Hatch Act there for a reason

This is a letter to the editor that I just sent to the local paper in Logan, Utah. Though more political than economic in nature, it does deal with underlying legislative conditions that need to be in place to design and implement appropriate policies.

Dear Editor

Ed Redd showed a rare level of insight and integrity when he recused himself from a public, professional assignment due to his political campaign for the state legislature, citing the Hatch Act. Though that Act most likely only applies directly to federal employment and political activity, the principle involved certainly applies to state politics. The point is, conflict of interest by those who governmental and legislative powers, given intertwining budgetary and administrative controls, opens the door to private malfeasance in public places. On the surface, it allows for a perverse kind of reciprocity. "You approve my budget and I will approve yours" can cover a multitude of sins. That is why the Hatch Act exists in the first place.

Of course, in our day and age, ethical protocol would call for a declaration of conflict of interest. In the case of state employees voting in the state legislature, much if most of what occurs would involve such conflicts and set up a bargaining regime among state-employed legislators and the instruments of government that could leave the interests of the people well off the table. How would reform take place in an environment where reformers and reformees are one and the same? Of course, this is the common practice, as the spirit of the Hatch Act has been quietly ignored in Utah for some time, particularly in higher education.

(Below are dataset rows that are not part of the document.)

impl Message {
    /// Message class and type of the header
    pub fn class_and_type(&self) -> (u8, u8) {
        match self {
            Message::Error { .. } => (CLASS_MGMT, MGMT_ERR),
            Message::Notify { .. } => (CLASS_MGMT, MGMT_NTFY),
            Message::Data { .. } => (CLASS_TRANSFER, TRANSFER_DATA),
            Message::AspUp { .. } => (CLASS_ASPSM, ASPSM_ASPUP),
            Message::AspUpAck => (CLASS_ASPSM, ASPSM_ASPUP_ACK),
            Message::AspDown => (CLASS_ASPSM, ASPSM_ASPDN),
            Message::AspDownAck => (CLASS_ASPSM, ASPSM_ASPDN_ACK),
            Message::Heartbeat { .. } => (CLASS_ASPSM, ASPSM_BEAT),
            Message::HeartbeatAck { .. } => (CLASS_ASPSM, ASPSM_BEAT_ACK),
            Message::AspActive { .. } => (CLASS_ASPTM, ASPTM_ASPAC),
            Message::AspActiveAck { .. } => (CLASS_ASPTM, ASPTM_ASPAC_ACK),
            Message::AspInactive => (CLASS_ASPTM, ASPTM_ASPIA),
            Message::AspInactiveAck => (CLASS_ASPTM, ASPTM_ASPIA_ACK),
            Message::Other { class, kind, .. } => (*class, *kind),
        }
    }

    /// Short name for logging
    pub fn name(&self) -> &'static str {
        match self {
            Message::Error { .. } => "ERR",
            Message::Notify { .. } => "NTFY",
            Message::Data { .. } => "DATA",
            Message::AspUp { .. } => "ASPUP",
            Message::AspUpAck => "ASPUP ACK",
            Message::AspDown => "ASPDN",
            Message::AspDownAck => "ASPDN ACK",
            Message::Heartbeat { .. } => "BEAT",
            Message::HeartbeatAck { .. } => "BEAT ACK",
            Message::AspActive { .. } => "ASPAC",
            Message::AspActiveAck { .. } => "ASPAC ACK",
            Message::AspInactive => "ASPIA",
            Message::AspInactiveAck => "ASPIA ACK",
            Message::Other { .. } => "unknown",
        }
    }

    fn parameters(&self) -> Vec<Parameter> {
        let mut params = Vec::new();
        match self {
            Message::Error { code } => {
                params.push(Parameter::from_u32(TAG_ERROR_CODE, *code));
            }
            Message::Notify {
                status_type,
                status_info,
            } => {
                let mut value = BytesMut::with_capacity(4);
                value.put_u16(*status_type);
                value.put_u16(*status_info);
                params.push(Parameter::new(TAG_STATUS, value.freeze()));
            }
            Message::Data {
                routing_context,
                protocol_data,
            } => {
                if let Some(rc) = routing_context {
                    params.push(Parameter::from_u32(TAG_ROUTING_CONTEXT, *rc));
                }
                params.push(protocol_data.to_parameter());
            }
            Message::AspUp { asp_identifier } => {
                if let Some(id) = asp_identifier {
                    params.push(Parameter::from_u32(TAG_ASP_IDENTIFIER, *id));
                }
            }
            Message::Heartbeat { data } | Message::HeartbeatAck { data } => {
                params.push(Parameter::new(TAG_HEARTBEAT_DATA, data.clone()));
            }
            Message::AspActive {
                traffic_mode,
                routing_context,
            }
            | Message::AspActiveAck {
                traffic_mode,
                routing_context,
            } => {
                if let Some(mode) = traffic_mode {
                    params.push(Parameter::from_u32(TAG_TRAFFIC_MODE_TYPE, mode.value()));
                }
                if let Some(rc) = routing_context {
                    params.push(Parameter::from_u32(TAG_ROUTING_CONTEXT, *rc));
                }
            }
            Message::AspUpAck
            | Message::AspDown
            | Message::AspDownAck
            | Message::AspInactive
            | Message::AspInactiveAck
            | Message::Other { .. } => {}
        }
        params
    }

    /// Size on the wire, or why the message cannot be encoded
    pub fn encoded_len(&self) -> Result<usize, CodecError> {
        self.checked_len(&self.parameters())
    }

    fn checked_len(&self, params: &[Parameter]) -> Result<usize, CodecError> {
        let body_len = match self {
            Message::Other { body, .. } => body.len(),
            _ => {
                for param in params {
                    param.length_field()?;
                }
                params.iter().map(Parameter::encoded_len).sum()
            }
        };
        let total = HEADER_LEN + body_len;
        if total > MAX_MESSAGE_LEN {
            return Err(CodecError::MessageTooLong(total));
        }
        Ok(total)
    }

    /// Serialize header and parameters
    ///
    /// Nothing is written to `buf` when the message cannot be encoded.
    pub fn serialize(&self, buf: &mut BytesMut) -> Result<(), CodecError> {
        let (class, kind) = self.class_and_type();
        let params = self.parameters();
        let total = self.checked_len(&params)?;

        buf.reserve(total);
        buf.put_u8(VERSION);
        buf.put_u8(0);
        buf.put_u8(class);
        buf.put_u8(kind);
        buf.put_u32(total as u32);
        if let Message::Other { body, .. } = self {
            buf.put_slice(body);
        }
        for param in &params {
            param.serialize(buf)?;
        }
        Ok(())
    }

    /// Encode to a standalone buffer
    pub fn to_bytes(&self) -> Result<Bytes, CodecError> {
        let mut buf = BytesMut::new();
        self.serialize(&mut buf)?;
        Ok(buf.freeze())
    }

    /// Parse one complete message
    pub fn parse(mut frame: Bytes) -> Result<Self, CodecError> {
        if frame.remaining() < HEADER_LEN {
            return Err(CodecError::BufferTooSmall {
                required: HEADER_LEN,
                available: frame.remaining(),
            });
        }
        let version = frame.get_u8();
        if version != VERSION {
            return Err(CodecError::UnsupportedVersion(version));
        }
        let _reserved = frame.get_u8();
        let class = frame.get_u8();
        let kind = frame.get_u8();
        let length = frame.get_u32();
        let body_len = (length as usize)
            .checked_sub(HEADER_LEN)
            .ok_or(CodecError::InvalidLength(length))?;
        if frame.remaining() < body_len {
            return Err(CodecError::BufferTooSmall {
                required: body_len,
                available: frame.remaining(),
            });
        }
        let body = frame.split_to(body_len);

        let known = matches!(
            (class, kind),
            (CLASS_MGMT, MGMT_ERR | MGMT_NTFY)
                | (CLASS_TRANSFER, TRANSFER_DATA)
                | (CLASS_ASPSM, ASPSM_ASPUP..=ASPSM_BEAT_ACK)
                | (CLASS_ASPTM, ASPTM_ASPAC..=ASPTM_ASPIA_ACK)
        );
        if !known {
            return Ok(Message::Other { class, kind, body });
        }

        let params = parse_all(body)?;
        let u32_param = |tag| find(&params, tag).map(Parameter::as_u32).transpose();
        let required = |tag| find(&params, tag).ok_or(CodecError::MissingParameter(tag));

        let message = match (class, kind) {
            (CLASS_MGMT, MGMT_ERR) => Message::Error {
                code: required(TAG_ERROR_CODE)?.as_u32()?,
            },
            (CLASS_MGMT, _) => {
                let status = required(TAG_STATUS)?.as_u32()?;
                Message::Notify {
                    status_type: (status >> 16) as u16,
                    status_info: status as u16,
                }
            }
            (CLASS_TRANSFER, _) => Message::Data {
                routing_context: u32_param(TAG_ROUTING_CONTEXT)?,
                protocol_data: ProtocolData::from_parameter(required(TAG_PROTOCOL_DATA)?)?,
            },
            (CLASS_ASPSM, ASPSM_ASPUP) => Message::AspUp {
                asp_identifier: u32_param(TAG_ASP_IDENTIFIER)?,
            },
            (CLASS_ASPSM, ASPSM_ASPUP_ACK) => Message::AspUpAck,
            (CLASS_ASPSM, ASPSM_ASPDN) => Message::AspDown,
            (CLASS_ASPSM, ASPSM_ASPDN_ACK) => Message::AspDownAck,
            (CLASS_ASPSM, ASPSM_BEAT) => Message::Heartbeat {
                data: heartbeat_data(&params),
            },
            (CLASS_ASPSM, _) => Message::HeartbeatAck {
                data: heartbeat_data(&params),
            },
            (CLASS_ASPTM, ASPTM_ASPAC) | (CLASS_ASPTM, ASPTM_ASPAC_ACK) => {
                let traffic_mode = u32_param(TAG_TRAFFIC_MODE_TYPE)?.and_then(TrafficMode::from_value);
                let routing_context = u32_param(TAG_ROUTING_CONTEXT)?;
                if kind == ASPTM_ASPAC {
                    Message::AspActive {
                        traffic_mode,
                        routing_context,
                    }
                } else {
                    Message::AspActiveAck {
                        traffic_mode,
                        routing_context,
                    }
                }
            }
            (CLASS_ASPTM, ASPTM_ASPIA) => Message::AspInactive,
            _ => Message::AspInactiveAck,
        };
        Ok(message)
    }
}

Richard Morris in his excellent 1973 book, Seven Who Shaped Our Destiny, points out a profound irony. The tiny colonial culture of early America produced a cadre of political and economic reformers that changed the world for the good in enduring ways, while we suffer in our times without equivalent leadership. So the Hatch Act Modernization bill, would undo yet another protective instrument with little debate or public outcry. The bill is presented in the name of modernization, which is, of course, an unassailable objective in our stilted mindset. I am surprised that it would not be called the Hatch Act Reform bill, because it would serve to reform one of our primary instruments of reform by eliminating it. This is how we think and act in our day. This is why we suffer from economic and political crises of our own making.